Sometimes the closing process can be a difficult one for reverse mortgage loan officers to navigate, whether because of issues that the borrower might have with the process or the intricacies that need to be closely followed to actually get a loan through everything that needs to be done. This is why a pair of reverse mortgage industry professionals with expertise in this area offered some ways for originators to navigate some of these issues at this month’s National Reverse Mortgage Lenders Association (NRMLA) Eastern Regional Meeting in Baltimore, Md.
Allegiant Reverse Services VP Tina Meilinger and Notaroo COO John Connell offered perspectives informed by what they’ve seen in the field to the assembled audience of reverse mortgage professionals at the event, hoping to work toward smoothing out some common issues that LOs may run into over the course of their work.
Issues with borrower perspective
From the perspective of escrow and signing agents, Connell began the discussion by asking Meilinger about the most common issues that can be encountered from the perspective of the borrower during these processes, and she was quick to point out that educational shortcomings about the product could be problematic at this point in a loan’s early life.
“We’ve been in the business a long time [and have] many years of experience working with multiple borrowers,” she said. “Not understanding the product, first and foremost, and the fees that go along with it is probably the key element that goes into [the issues we see]. What’s their draw amount, what’s their monthly payment?

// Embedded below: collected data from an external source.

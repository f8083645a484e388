//! Extraction engine for garmin-dev.
//!
//! Turns Garmin simulator debug logs into a UI-state document: which elements
//! were rendered, where, how large, in what color and font. The document can
//! be written as XML or JSON and read back.

#![deny(clippy::all)]

mod builder;
mod document;
mod element;
mod error;
mod extractor;
pub mod grammar;
mod options;
mod pipeline;
mod reader;
pub mod serialize;

pub use builder::StateBuilder;
pub use document::Element;
pub use document::Metadata;
pub use document::Screen;
pub use document::UiStateDocument;
pub use document::SCHEMA_VERSION;
pub use element::ElementSpec;
pub use element::FontSize;
pub use element::Position;
pub use element::Rgb;
pub use element::Size;
pub use error::Clause;
pub use error::EngineError;
pub use error::MalformedPayload;
pub use error::ReadError;
pub use extractor::extract as extract_element;
pub use extractor::extract_screen;
pub use grammar::line_category;
pub use grammar::GrammarRegistry;
pub use options::ExtractOptions;
pub use options::KindStyle;
pub use options::NormalizePolicy;
pub use options::UnknownFontPolicy;
pub use pipeline::extract;
pub use pipeline::Extraction;
pub use pipeline::ExtractionStats;
pub use pipeline::LogExtractor;
pub use reader::read_document;
pub use serialize::serialize;
pub use serialize::FormatRegistry;
pub use serialize::Serializer;
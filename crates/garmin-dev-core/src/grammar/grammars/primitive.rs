use crate::grammar::patterns::RenderCaptures;
use crate::grammar::traits::ElementGrammar;

/// Catch-all: any render line with a `Position` clause.
pub struct PrimitiveGrammar;

impl PrimitiveGrammar {
    pub fn new() -> Self {
        Self
    }
}

impl Default for PrimitiveGrammar {
    fn default() -> Self {
        Self::new()
    }
}

impl ElementGrammar for PrimitiveGrammar {
    fn name(&self) -> &'static str {
        "primitive"
    }

    fn accepts(&self, captures: &RenderCaptures<'_>) -> bool {
        captures.position.is_some()
    }
}
//! Line classification.
//!
//! A [`GrammarRegistry`] holds an ordered list of [`ElementGrammar`]s. A line
//! is offered to each grammar in priority order and the first grammar whose
//! required clauses are all present claims it. Lines that are not render
//! payloads (`STATE:`, `DEBUG:`, `INFO:`, ...) never match.

mod grammars;
pub mod patterns;
mod registry;
mod traits;

pub use grammars::{CircleGrammar, PrimitiveGrammar, RectGrammar, TextGrammar};
pub use patterns::{
    line_category, parse_render_line, parse_screen_line, RenderCaptures, ScreenCaptures,
};
pub use registry::GrammarRegistry;
pub use traits::{ArgsRole, ElementGrammar};

/// One raw line of debug-log text.
#[derive(Debug, Clone, Copy, PartialEq, Eq)]
pub struct LogLine<'l> {
    /// 1-based line number in the source.
    pub number: usize,
    pub text: &'l str,
}

impl<'l> LogLine<'l> {
    pub fn new(number: usize, text: &'l str) -> Self {
        Self { number, text }
    }
}

/// A line claimed by a grammar, with the grammar's captured groups.
#[derive(Debug, Clone, PartialEq, Eq)]
pub struct GrammarMatch<'l> {
    pub grammar: &'static str,
    pub args_role: ArgsRole,
    pub captures: RenderCaptures<'l>,
}

#[derive(Debug, Clone, PartialEq, Eq)]
pub enum Classification<'l> {
    NoMatch,
    Matched(GrammarMatch<'l>),
}

impl Classification<'_> {
    pub fn is_match(&self) -> bool {
        matches!(self, Classification::Matched(_))
    }

    pub fn grammar(&self) -> Option<&'static str> {
        match self {
            Classification::Matched(m) => Some(m.grammar),
            Classification::NoMatch => None,
        }
    }
}
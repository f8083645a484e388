use super::dto::UiStateDocumentDto;
use super::Serializer;
use crate::document::UiStateDocument;
use crate::error::EngineError;

/// Pretty-printed JSON with a trailing newline.
#[derive(Debug, Clone, Copy, Default)]
pub struct JsonSerializer;

impl JsonSerializer {
    pub fn new() -> Self {
        Self
    }
}

impl Serializer for JsonSerializer {
    fn format_name(&self) -> &'static str {
        "json"
    }

    fn serialize(&self, document: &UiStateDocument) -> Result<Vec<u8>, EngineError> {
        let dto = UiStateDocumentDto::from(document);
        let mut out = serde_json::to_vec_pretty(&dto)?;
        out.push(b'\n');
        Ok(out)
    }
}
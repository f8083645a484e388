mod circle;
mod primitive;
mod rect;
mod text;

pub use circle::CircleGrammar;
pub use primitive::PrimitiveGrammar;
pub use rect::RectGrammar;
pub use text::TextGrammar;

/// Runs one grammar over a raw line the way the registry would.
#[cfg(test)]
pub(crate) fn try_match(
    grammar: &dyn super::ElementGrammar,
    line: &str,
    policy: &crate::options::NormalizePolicy,
) -> Option<Result<crate::element::ElementSpec, crate::error::MalformedPayload>> {
    let captures = super::parse_render_line(line)?;
    if !grammar.accepts(&captures) {
        return None;
    }

    let matched = super::GrammarMatch {
        grammar: grammar.name(),
        args_role: grammar.args_role(),
        captures,
    };
    Some(crate::extractor::extract(&matched, policy))
}
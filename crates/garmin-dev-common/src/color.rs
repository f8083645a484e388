use std::io::IsTerminal;
use std::sync::OnceLock;

static NO_COLOR: OnceLock<bool> = OnceLock::new();

/// Decide once per process whether to emit ANSI colors.
///
/// Disabled by `--no-color`, a set `NO_COLOR` variable, or a non-terminal stdout.
pub fn init(no_color_flag: bool) {
    let disabled = no_color_flag
        || std::env::var_os("NO_COLOR").is_some()
        || !std::io::stdout().is_terminal();
    let _ = NO_COLOR.set(disabled);
}

pub fn is_disabled() -> bool {
    *NO_COLOR.get().unwrap_or(&false)
}

mod codes {
    pub const RESET: &str = "\x1b[0m";
    pub const GREEN: &str = "\x1b[32m";
    pub const RED: &str = "\x1b[31m";
    pub const CYAN: &str = "\x1b[36m";
    pub const DIM: &str = "\x1b[90m";
    pub const BOLD: &str = "\x1b[1m";
}

fn paint(style: &str, text: &str) -> String {
    if is_disabled() {
        text.to_string()
    } else {
        format!("{}{}{}", style, text, codes::RESET)
    }
}

pub struct Colors;

impl Colors {
    pub fn success(text: &str) -> String {
        paint(codes::GREEN, text)
    }

    pub fn error(text: &str) -> String {
        paint(codes::RED, text)
    }

    pub fn info(text: &str) -> String {
        paint(codes::CYAN, text)
    }

    pub fn dim(text: &str) -> String {
        paint(codes::DIM, text)
    }

    pub fn bold(text: &str) -> String {
        paint(codes::BOLD, text)
    }

    /// `✓` or `✗` for an availability column.
    pub fn mark(ok: bool) -> String {
        if ok {
            Self::success("✓")
        } else {
            Self::error("✗")
        }
    }
}
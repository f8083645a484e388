use clap::{CommandFactory, Parser};
use clap_complete::{generate, Shell};

use super::{parse_args, Plugin, PluginContext};
use crate::commands::Cli;
use crate::error::CliError;

#[derive(Parser, Debug)]
#[command(name = "garmin-dev completions")]
#[command(about = "Generate shell completion scripts")]
struct CompletionsArgs {
    /// Target shell
    #[arg(value_enum)]
    shell: Shell,
}

#[derive(Debug, Default)]
pub struct CompletionsPlugin;

impl CompletionsPlugin {
    pub fn new() -> Self {
        Self
    }
}

impl Plugin for CompletionsPlugin {
    fn name(&self) -> &'static str {
        "completions"
    }

    fn description(&self) -> &'static str {
        "Shell completion scripts"
    }

    fn execute(&self, _ctx: &PluginContext<'_>, args: &[String]) -> Result<(), CliError> {
        let Some(args) = parse_args::<CompletionsArgs>("garmin-dev completions", args)? else {
            return Ok(());
        };
        let mut cmd = Cli::command();
        generate(args.shell, &mut cmd, "garmin-dev", &mut std::io::stdout());
        Ok(())
    }
}

#[cfg(test)]
mod tests {
    use super::*;

    #[test]
    fn test_shell_is_required() {
        assert!(CompletionsArgs::try_parse_from(["completions"]).is_err());
        let args = CompletionsArgs::try_parse_from(["completions", "zsh"]).unwrap();
        assert_eq!(args.shell, Shell::Zsh);
    }
}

Where do they find the information in reference to this? Why is it that a reverse mortgage has two notes? Those are common questions we get often.”
Confusion can also arise related to the terms of the loan, the line of credit and the type of rate it has, Meilinger explained. Funding timelines can also be common sources of misunderstanding.
“We still get calls consistently on funding timelines,” she said. “We talk to the borrower about a three-day right of rescission, and they all understand that. But they really need to understand what could stop those funds from being dispersed. Many questions are stemmed from when the future is set up in their line of credit, and when they can draw from that.”
Conversations can also focus on how the HUD credits and closing costs will work on the product, and where sources of delays can emerge from when it comes to actual disbursement of proceeds.
“Once the file is actually funded and is going into disbursement, there can be delays,” she said. “That’s predicated on whether or not there were closing conditions, and if we needed to call the borrower back and ask for additional information. Is the lender funding later in the afternoon as it comes into us? That’s going to cause a delay in the borrower’s funds. [Those are] probably the most common questions that we get in the industry.”
What an originator can do
Connell then moved to ask about steps that originators might be able to take to help address some of these issues. The first thing that Meilinger cited as a possible help was addressing any misconceptions or misunderstandings that could arise from the back end of a reverse mortgage.
“The back end is the critical side of the story, because that’s the remaining picture in their mind [regarding] how the transaction went,” she said. “This is where their money comes into play, so it’s near and dear to their heart. Ensuring that they’re well-educated on the product and the documents and making sure that you keep active communication with them consistently [is key].”
It’s also important for originators to let their borrowers know who they will be dealing with on the back end, along with how and why people serving that side of the loan obtained a borrower’s contact and loan information.
“That way, when we call them, they fully understand and they’re not caught off guard,” she explained. “If the loan officer takes the time to explain to them what the process is, and why this will help the borrower in the long run, [they will] understand the product and be comfortable with the finished process.”
Empathy through the closing process
Meilinger then asked Connell about steps that can be taken to improve the borrower’s experience during the closing process, and the first thing he pointed to was keeping the demographic in mind and relating the borrower to someone the loan originator may know.
“When I think about this — and I think about it as we are setting up the right signing agent for this — you want to think about it as though this is your own family,” he said. “That you’re trying to arrange this for your grandmother or your mother. Think about it in those terms of empathy and care that’s going into this. Understanding that, many times, [a borrower may] struggle with understanding exactly who this is and who all the parties are that are involved in this process. We [need to] demonstrate that empathy through the process.”
That empathy can also be sufficiently demonstrated in the level of access a borrower will have for their loan originator, he explained.
“Many times we have a situation where maybe [a closing] gets booked late at night or on the weekend, and it’s difficult for us to be able to get back to the loan officer to be able to address questions,” Connell said. “So sometimes, we’ll leave the signing table with some of those questions remaining unanswered.”
Borrowers can also show signs of additional anxiety if they are unable to remain in contact with their LO, so giving them peace of mind regarding any concerns they have and the originator’s ability to address them can make a notable difference, Connell advised.
“Provide a [schedule of] availability and accessibility, and make sure that your borrower understands [you will] be there for them through this process,” he said. “[Tell them if they] have any questions, [you’re] a phone call away if you’re not able to be there physically for that signing. That makes a tremendous difference in the process.”